Next, we consider whether evidence of a defendant’s personal partition ratio is relevant to prove or disprove the basic fact of the presumption. The Ireland court’s consideration of legislative history provides guidance. As discussed in that case, the addition of “grams of alcohol per 210 [milliliters] of breath,” as an alternative method of measuring blood alcohol, was added to section 23155 (the predecessor to § 23610) in 1989 through Senate Bill No. 1119. (Ireland, supra, 33 Cal.App.4th at p. 691, citing Stats. 1989, ch. 1114, § 34, pp. 4085-4086.) The same language was added to the per se DUI statute in 1990 through Assembly Bill No. 4318. (Stats. 1990, ch. 708, § 1, pp. 3289-3290; see Bransford, supra, 8 Cal.4th at pp. 889-891.) As the Ireland court stated: “The Assembly Committee on Public Safety, the Senate Rules Committee, and the Senate Committee on Judiciary all decried that the challenges to the accuracy of the partition ratio had resulted in ‘expensive and time consuming evidentiary hearings and undermine[d] successful enforcement of driving under the influence laws.’ (Hearing notes of Assem. Com. on Pub. Saf. (May 15, 1990) Assem. Bill No. 4318.) [¶] In 1990, Assembly Bill No. 4318 . . . was introduced to ‘[e]liminate the need for conversion of a breath quantity to a blood concentration of alcohol by statutorily defining driving under the influence of alcohol in terms of the concentration of alcohol found in the breath when breath analysis is used.’ (Assem. Com. on Public Safety, May 15, 1990 hearing.) The committee explained that ‘[t]he complexities of the existing conversion or partition ratio result in a significant number of cases being challenged on the accuracy and applicability of the partition ratio.’ (Hearing notes of Assem. Com. on Pub. Saf., supra, [Assem. Bill No.] 4318)[.]” (Ireland, supra, at pp. 689-690.) The Assembly Committee on Public Safety further stated: “‘Last year the Legislature approved and the Governor signed Senate Bill [No.] 1119 (Seymour) which, effective January 1992, eliminates the DUI partition ratio [in generic DUI cases], an unnecessarily complicated method of converting units of alcohol per liter of breath into the current standard of .08% blood alcohol per milliliter of blood. [Assembly Bill No.] 4318 simply speeds up the effective date to January 1, 1991, in an effort to provide relief to our beleaguered DUI trial process.’” (Id. at p. 691.)

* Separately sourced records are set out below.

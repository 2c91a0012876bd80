use std::collections::HashMap;

use crate::types::{new_id, now_millis, BoardId, CardId, Column, ColumnId, DEFAULT_COLUMN_TITLE};

#[derive(Debug, Default)]
pub struct ColumnStore {
    columns: HashMap<ColumnId, Column>,
}

impl ColumnStore {
    /// Create a column with an empty card order. The caller is responsible
    /// for appending the id to the owning board's column order.
    pub fn create(&mut self, board_id: &str, title: &str) -> Column {
        let now = now_millis();
        let title = title.trim();
        let column = Column {
            id: new_id(),
            board_id: board_id.to_string(),
            title: if title.is_empty() {
                DEFAULT_COLUMN_TITLE.to_string()
            } else {
                title.to_string()
            },
            card_order: Vec::new(),
            collapsed: false,
            created_at: now,
            updated_at: now,
        };
        self.columns.insert(column.id.clone(), column.clone());
        column
    }

    pub fn get(&self, id: &str) -> Option<&Column> {
        self.columns.get(id)
    }

    pub fn contains(&self, id: &str) -> bool {
        self.columns.contains_key(id)
    }

    pub fn iter(&self) -> impl Iterator<Item = &Column> {
        self.columns.values()
    }

    pub fn columns_for_board<'a>(&'a self, board_id: &'a str) -> impl Iterator<Item = &'a Column> {
        self.columns.values().filter(move |c| c.board_id == board_id)
    }

    pub fn rename(&mut self, id: &str, title: &str) {
        if let Some(col) = self.columns.get_mut(id) {
            col.title = title.trim().to_string();
            if col.title.is_empty() {
                col.title = DEFAULT_COLUMN_TITLE.to_string();
            }
            col.updated_at = now_millis();
        }
    }

    /// Replace a column's card order wholesale.
    pub fn set_card_order(&mut self, id: &str, card_order: Vec<CardId>) {
        if let Some(col) = self.columns.get_mut(id) {
            col.card_order = card_order;
            col.updated_at = now_millis();
        }
    }

    pub fn toggle_collapsed(&mut self, id: &str) {
        if let Some(col) = self.columns.get_mut(id) {
            col.collapsed = !col.collapsed;
            col.updated_at = now_millis();
        }
    }

    /// Remove a column from the map only. Cascading (cards, board order)
    /// is the ops layer's job.
    pub fn delete(&mut self, id: &str) {
        self.columns.remove(id);
    }

    pub fn hydrate(&mut self, columns: HashMap<ColumnId, Column>) {
        self.columns = columns;
    }

    pub fn snapshot(&self) -> HashMap<ColumnId, Column> {
        self.columns.clone()
    }

    pub fn board_of(&self, id: &str) -> Option<&BoardId> {
        self.columns.get(id).map(|c| &c.board_id)
    }
}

In light of this history, it is evident that the Legislature intended to eliminate partition ratio evidence as to both the crime of driving with a blood alcohol level of 0.08 percent or greater under the per se DUI statute, and the presumption of driving under the influence under the generic DUI statute. The Legislature intended to put breath alcohol test results on equal footing with blood alcohol tests. With respect to the presumption applicable to generic DUI prosecutions, the Legislature accomplished this by, in effect, redefining the basic fact that must be proved to trigger the presumption. Prior to these amendments, the basic fact was a certain blood alcohol level. A person charged with generic DUI, based only on a breath test, could introduce partition ratio evidence to challenge that basic blood alcohol fact; evidence of variances in personal partition ratios were relevant in determining whether the defendant had the blood alcohol level necessary to trigger the presumption. (See Bransford, supra, 8 Cal.4th at p. 889.) Following the amendments, the specified breath alcohol level itself is a basic fact that triggers the presumption of intoxication. If the prosecution can prove the defendant had the specified breath alcohol level, it no longer needs to prove any particular blood alcohol level to be entitled to the presumption of intoxication. In this situation, partition ratio evidence is simply irrelevant to the issue of whether the basic fact exist. (Cf. Ireland, supra, 33 Cal.App.4th at p. 691.)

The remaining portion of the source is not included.